//! Per-attempt model normalization: applied fresh for
//! every candidate in the fallback loop, since different upstream models
//! tolerate different message shapes.

use serde_json::Value;

use crate::llm::{ChatMessage, Role};
use crate::routing::ModelEntry;

const MAX_MESSAGES: usize = 200;
const GOOGLE_CONTINUATION_PLACEHOLDER: &str = "(continuing conversation)";

/// Truncate to the last `max_messages` messages, always keeping every
/// `system` message regardless of position.
pub fn truncate_messages(messages: Vec<ChatMessage>, max_messages: usize) -> Vec<ChatMessage> {
    if messages.len() <= max_messages {
        return messages;
    }
    let (system, rest): (Vec<ChatMessage>, Vec<ChatMessage>) =
        messages.into_iter().partition(|m| m.role == Role::System);
    let keep_from_rest = max_messages.saturating_sub(system.len());
    let tail: Vec<ChatMessage> = rest.into_iter().rev().take(keep_from_rest).rev().collect();
    let mut out = system;
    out.extend(tail);
    out
}

/// Replace any character outside `[A-Za-z0-9_-]` in a tool-call id with `_`.
pub fn sanitize_tool_id(id: &str) -> String {
    id.chars()
        .map(|c| if c.is_ascii_alphanumeric() || c == '_' || c == '-' { c } else { '_' })
        .collect()
}

fn sanitize_tool_ids_in_messages(messages: &mut [ChatMessage]) {
    for message in messages.iter_mut() {
        if let Some(id) = &message.tool_call_id {
            message.tool_call_id = Some(sanitize_tool_id(id));
        }
        if let Some(Value::Array(calls)) = &mut message.tool_calls {
            for call in calls.iter_mut() {
                if let Some(id) = call.get("id").and_then(Value::as_str) {
                    let sanitized = sanitize_tool_id(id);
                    if let Some(obj) = call.as_object_mut() {
                        obj.insert("id".to_string(), Value::String(sanitized));
                    }
                }
            }
        }
    }
}

/// If the first non-`system` message has role `assistant` (Google models
/// also accept `model`), insert a placeholder `user` message before it —
/// Google's API rejects a conversation that doesn't open with a user turn.
fn insert_google_leading_user_message(messages: &mut Vec<ChatMessage>) {
    let first_non_system = messages.iter().position(|m| m.role != Role::System);
    let Some(idx) = first_non_system else { return };
    if matches!(messages[idx].role, Role::Assistant | Role::Model) {
        messages.insert(
            idx,
            ChatMessage {
                role: Role::User,
                content: Some(Value::String(GOOGLE_CONTINUATION_PLACEHOLDER.to_string())),
                name: None,
                tool_call_id: None,
                tool_calls: None,
                reasoning_content: None,
                extra: Default::default(),
            },
        );
    }
}

/// Add an empty `reasoning_content` to assistant messages carrying tool
/// calls, when the target model is a reasoning model that expects the field.
fn add_reasoning_content_for_tool_calls(messages: &mut [ChatMessage]) {
    for message in messages.iter_mut() {
        if message.role == Role::Assistant && message.tool_calls.is_some() && message.reasoning_content.is_none() {
            message.reasoning_content = Some(String::new());
        }
    }
}

/// Apply the full per-attempt normalization pipeline for `target_model`.
pub fn normalize_for_attempt(mut messages: Vec<ChatMessage>, target_model: &ModelEntry) -> Vec<ChatMessage> {
    messages = truncate_messages(messages, MAX_MESSAGES);
    sanitize_tool_ids_in_messages(&mut messages);
    if target_model.id.starts_with("google/") {
        insert_google_leading_user_message(&mut messages);
    }
    if target_model.capabilities.reasoning {
        add_reasoning_content_for_tool_calls(&mut messages);
    }
    messages
}

#[cfg(test)]
mod tests {
    use super::*;

    fn msg(role: Role, content: &str) -> ChatMessage {
        ChatMessage {
            role,
            content: Some(Value::String(content.to_string())),
            name: None,
            tool_call_id: None,
            tool_calls: None,
            reasoning_content: None,
            extra: Default::default(),
        }
    }

    #[test]
    fn truncate_keeps_all_system_messages() {
        let mut messages = vec![msg(Role::System, "sys")];
        for i in 0..250 {
            messages.push(msg(Role::User, &format!("m{i}")));
        }
        let out = truncate_messages(messages, 200);
        assert_eq!(out.iter().filter(|m| m.role == Role::System).count(), 1);
        assert_eq!(out.len(), 200);
    }

    #[test]
    fn truncate_keeps_last_messages_in_order() {
        let messages = vec![msg(Role::User, "a"), msg(Role::User, "b"), msg(Role::User, "c")];
        let out = truncate_messages(messages, 2);
        assert_eq!(out[0].content_text(), "b");
        assert_eq!(out[1].content_text(), "c");
    }

    #[test]
    fn sanitize_tool_id_replaces_invalid_chars() {
        assert_eq!(sanitize_tool_id("call:123/abc"), "call_123_abc");
        assert_eq!(sanitize_tool_id("call-123_abc"), "call-123_abc");
    }

    #[test]
    fn google_insertion_only_when_leading_assistant() {
        let mut messages = vec![msg(Role::Assistant, "hi")];
        insert_google_leading_user_message(&mut messages);
        assert_eq!(messages.len(), 2);
        assert_eq!(messages[0].role, Role::User);
        assert_eq!(messages[0].content_text(), GOOGLE_CONTINUATION_PLACEHOLDER);

        let mut already_user = vec![msg(Role::User, "hi")];
        insert_google_leading_user_message(&mut already_user);
        assert_eq!(already_user.len(), 1);
    }

    #[test]
    fn google_insertion_also_triggers_on_model_role() {
        let mut messages = vec![msg(Role::Model, "hi")];
        insert_google_leading_user_message(&mut messages);
        assert_eq!(messages.len(), 2);
        assert_eq!(messages[0].role, Role::User);
    }
}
======
[Task goal]
Using the listing, copy every line where the word "that" shows up.

[Output of the exercise]
/// Google's API rejects a conversation that doesn't open with a user turn.
/// calls, when the target model is a reasoning model that expects the field.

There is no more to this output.